Duties of auditors to trustee for debenture
holders.
209.
—(1)
The
auditor of a borrowing corporation shall within 7 days after furnishing
the corporation with any balance-sheet or profit and loss account
or any report, certificate or other document which he is required
by this Act or by the debentures or trust deed to give to the corporation,
send by post to every trustee for the holders of debentures of the
borrowing corporation a copy thereof.
(2)
Where, in the performance of his duties
as auditor of a borrowing corporation, the auditor becomes aware
of any matter which is in his opinion relevant to the exercise and
performance of the powers and duties imposed by this Act or by any
trust deed upon any trustee for the holders of debentures of the
corporation, he shall, within 7 days after so becoming aware of
the matter, send by post a report in writing on such matter to the
borrowing corporation and a copy thereof to the trustee.
(3)
If any person fails to comply with
subsection (2) he shall be guilty of an offence and shall be liable
on conviction to a fine not exceeding $1,000 and also to
a default penalty.
15/84.
Aust.s.167a.
Interpretation.
209A.
In
this Part, unless
the contrary intention appears—"current liability"

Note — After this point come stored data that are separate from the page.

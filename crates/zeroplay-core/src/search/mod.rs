//! 木探索エンジンとのインターフェース
//!
//! 探索エンジン本体（ノード展開・選択方策・対局内バッチ評価）は外部実装。
//! 自己対局ドライバは [`SearchEngineFactory`] でエンジンを1手ごとに作り、
//! [`SearchEngine::run_blocking`] で停止条件まで探索させる。

pub mod responder;
pub mod stoppers;

use std::sync::{Arc, Mutex};
use std::time::Instant;

use crate::board::{FillEmptyHistory, Position};
use crate::network::{Network, NnCache};
use crate::options::OptionsDict;
use crate::tree::GameTree;

pub use responder::{
    BestMoveCallback, BestMoveInfo, CallbackResponder, DiscardedCallback, DiscardedMove,
    InfoCallback, LegacyCastlingTransformer, Responder, ThinkingInfo,
};
pub use stoppers::{
    ChainedSearchStopper, IterationStats, PlayoutsStopper, SearchStopper, SelfPlayLimits,
    TimeLimitStopper, VisitsStopper,
};

/// 最善手の評価（手番側から見た値）
#[derive(Debug, Clone, Copy, Default, PartialEq)]
pub struct BestEval {
    /// 勝ち確率 - 負け確率（[-1, 1]）
    pub wl: f32,
    /// 引き分け確率
    pub d: f32,
    /// 残り手数の推定
    pub ml: f32,
}

impl BestEval {
    /// (勝ち, 引き分け, 負け) の確率に分解する
    pub fn wdl(&self) -> (f32, f32, f32) {
        let w = (self.wl + 1.0 - self.d) / 2.0;
        let l = w - self.wl;
        (w, self.d, l)
    }

    /// 勝率表現（[-1, 1] を [0, 1] に写したもの）
    pub fn win_rate(&self) -> f32 {
        (self.wl + 1.0) / 2.0
    }
}

/// 1手分の探索エンジン
///
/// `abort` は `run_blocking` 実行中に別スレッドから呼ばれる。
pub trait SearchEngine<M>: Send + Sync {
    /// 停止条件を満たすか中断されるまで探索する
    fn run_blocking(&self, threads: usize) -> anyhow::Result<()>;

    /// 最善手（絶対表現）
    fn best_move(&self) -> M;

    fn best_eval(&self) -> BestEval;

    /// この探索で行ったプレイアウト数
    fn total_playouts(&self) -> u64;

    fn abort(&self);

    /// 直前の最善手を候補から外し、次善手を最善手とする
    fn reset_best_move(&self);

    /// 学習データのエンコードに使う履歴の埋め方
    fn history_fill(&self) -> FillEmptyHistory {
        FillEmptyHistory::FenOnly
    }
}

/// エンジン生成に渡す材料
pub struct SearchContext<P: Position> {
    pub tree: Arc<Mutex<GameTree<P>>>,
    pub network: Arc<dyn Network>,
    pub responder: Box<dyn Responder<P::Move>>,
    /// 探索対象を絞る指し手（空なら全合法手）
    pub search_moves: Vec<P::Move>,
    pub start_time: Instant,
    pub stopper: ChainedSearchStopper,
    pub infinite: bool,
    pub options: Arc<OptionsDict>,
    pub cache: Arc<NnCache>,
}

/// 探索エンジンの生成器
pub trait SearchEngineFactory<P: Position>: Send + Sync {
    fn create(&self, context: SearchContext<P>) -> anyhow::Result<Arc<dyn SearchEngine<P::Move>>>;

    /// エンジン固有の停止条件（最小思考時間など）を追加する
    fn populate_intrinsic_stoppers(&self, _stopper: &mut ChainedSearchStopper, _options: &OptionsDict) {}
}
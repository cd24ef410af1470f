//! 自己対局の中断

use std::sync::{Arc, Mutex, MutexGuard};

/// 実行中の探索に中断を伝える関数
pub(crate) type InFlightAbort = Arc<dyn Fn() + Send + Sync>;

#[derive(Default)]
pub(crate) struct AbortState {
    pub(crate) aborted: bool,
    /// 実行中の探索エンジン（無ければ None）
    pub(crate) in_flight: Option<InFlightAbort>,
}

/// ドライバの外から中断を要求するためのハンドル
///
/// フラグはロックの下で立てられ、同時に実行中の探索エンジンにも `abort()` が届く。
/// ドライバは外側ループの先頭で毎回フラグを確認する。
#[derive(Clone, Default)]
pub struct AbortHandle {
    state: Arc<Mutex<AbortState>>,
}

impl AbortHandle {
    pub fn new() -> Self {
        Self::default()
    }

    pub fn request_abort(&self) {
        let mut state = self.lock();
        state.aborted = true;
        if let Some(abort) = &state.in_flight {
            abort();
        }
    }

    pub fn is_aborted(&self) -> bool {
        self.lock().aborted
    }

    pub(crate) fn lock(&self) -> MutexGuard<'_, AbortState> {
        self.state.lock().unwrap_or_else(|e| e.into_inner())
    }

    pub(crate) fn clear_in_flight(&self) {
        self.lock().in_flight = None;
    }
}

impl std::fmt::Debug for AbortHandle {
    fn fmt(&self, f: &mut std::fmt::Formatter<'_>) -> std::fmt::Result {
        f.debug_struct("AbortHandle")
            .field("aborted", &self.is_aborted())
            .finish()
    }
}
//! 盤面レイヤーとのインターフェース
//!
//! 局面表現・合法手生成・終局判定は外部実装に委ねる。自己対局レイヤーが
//! 必要とするのは [`Position`] と [`GameMove`] の2つのトレイトだけである。
//!
//! 指し手は2種類の表現を持つ:
//! - 絶対表現: コールバックや定跡・ログに現れる、盤面に固定された表記
//! - 手番相対表現: 探索木のエッジと [`Position::play`] が扱う、手番側から見た表記
//!
//! 黒番の局面では `mirrored()` で両者を相互に変換する。

mod encoding;
pub mod tictactoe;

use std::fmt;
use std::hash::Hash;

pub use encoding::{EncodedPosition, FillEmptyHistory, InputFormat, InputPlane, InputPlanes};

use crate::error::Result;
use crate::types::{Color, GameResult};

/// 指し手
pub trait GameMove: Copy + Eq + Hash + fmt::Debug + fmt::Display + Send + Sync + 'static {
    /// 盤面を上下反転した指し手（絶対表現 <-> 手番相対表現）
    fn mirrored(self) -> Self;

    /// 指定した手番の局面で、絶対表現を手番相対表現に変換する
    #[inline]
    fn relative_to(self, side: Color) -> Self {
        if side.is_black() { self.mirrored() } else { self }
    }
}

/// 局面
pub trait Position: Clone + Send + Sync + 'static {
    type Move: GameMove;

    /// 局面文字列から構築する
    fn from_fen(fen: &str) -> Result<Self>;

    /// 局面文字列へ変換する
    fn to_fen(&self) -> String;

    /// 開始局面からの手数（ply）
    fn game_ply(&self) -> u32;

    #[inline]
    fn side_to_move(&self) -> Color {
        Color::from_ply(self.game_ply())
    }

    #[inline]
    fn is_black_to_move(&self) -> bool {
        self.side_to_move().is_black()
    }

    /// 合法手（手番相対表現）
    fn legal_moves(&self) -> Vec<Self::Move>;

    /// 手番相対表現の指し手を適用した局面を返す
    fn play(&self, mv: Self::Move) -> Self;

    /// どちらの手番にもキャスリング権が残っていない
    fn no_legal_castle(&self) -> bool;

    /// 盤上の駒数
    fn piece_count(&self) -> u32;

    /// 代替キャスリング表記（キングがルークを取る形式）の指し手を従来表記に変換する。
    /// 引数・戻り値とも手番相対表現。キャスリングの無いゲームではそのまま返す。
    fn legacy_move(&self, mv: Self::Move) -> Self::Move {
        mv
    }

    /// 履歴全体から規則上の終局判定を行う（詰み・ステイルメイト・千日手・手数制限など）
    fn compute_game_result(history: &[Self]) -> GameResult;

    /// 履歴をネットワーク入力にエンコードする
    fn encode_for_nn(
        history: &[Self],
        format: InputFormat,
        history_planes: usize,
        fill: FillEmptyHistory,
    ) -> EncodedPosition;
}

/// 開始局面から現在局面までの局面列
#[derive(Clone)]
pub struct PositionHistory<P: Position> {
    positions: Vec<P>,
}

impl<P: Position> PositionHistory<P> {
    pub fn new(start: P) -> Self {
        Self {
            positions: vec![start],
        }
    }

    pub fn starting(&self) -> &P {
        &self.positions[0]
    }

    pub fn last(&self) -> &P {
        // positions は常に開始局面を含む
        &self.positions[self.positions.len() - 1]
    }

    /// 開始局面を含む局面数
    pub fn len(&self) -> usize {
        self.positions.len()
    }

    pub fn is_empty(&self) -> bool {
        self.positions.is_empty()
    }

    pub fn positions(&self) -> &[P] {
        &self.positions
    }

    #[inline]
    pub fn is_black_to_move(&self) -> bool {
        self.last().is_black_to_move()
    }

    /// 手番相対表現の指し手を追加する
    pub fn append(&mut self, mv: P::Move) {
        let next = self.last().play(mv);
        self.positions.push(next);
    }

    /// 最後の指し手を取り消す。開始局面は取り除かない。
    pub fn pop(&mut self) {
        if self.positions.len() > 1 {
            self.positions.pop();
        }
    }

    pub fn compute_game_result(&self) -> GameResult {
        P::compute_game_result(&self.positions)
    }

    pub fn encode_for_nn(
        &self,
        format: InputFormat,
        history_planes: usize,
        fill: FillEmptyHistory,
    ) -> EncodedPosition {
        P::encode_for_nn(&self.positions, format, history_planes, fill)
    }
}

, in relation to accounts or consolidated
accounts, means a liability that would in the ordinary course of
events be payable within 12 months after the end of the financial
year to which the accounts or consolidated accounts relate;
"consolidated accounts"
, in relation to a holding company,
means —
(a)
a set of consolidated accounts for
the group of companies of that holding company; or
(b)
the
accounts or consolidated accounts prepared in compliance with the Accounting
Standards;
22/93.
"group of companies"
, in relation to a holding company,
means the holding company and the corporations that are subsidiaries
of the holding company;
"holding company"
means a corporation that is the holding
company of another corporation;
"non-current liability"
means a liability that is not a current
liability;
"profit or loss"
means —
(a)
in relation to a corporation that is
not a holding company — the profit or loss resulting from
operations of that corporation;
(b)
in relation to a corporation that is
a holding company of a group of companies for which consolidated
accounts are required — the profit or loss resulting from
operations of that corporation;
(c)
in relation to a corporation referred
to in paragraph (b) and its subsidiaries — the
profit or loss resulting from operations of the group of companies
of which the corporation is the holding company; and
(d)
in relation to a corporation that is
a holding company of a group of companies for which consolidated
accounts are not required — the profit or loss resulting
from operations of that corporation.
13/87.
209B.
Deleted by Act 5/2004, wef 01/04/2004.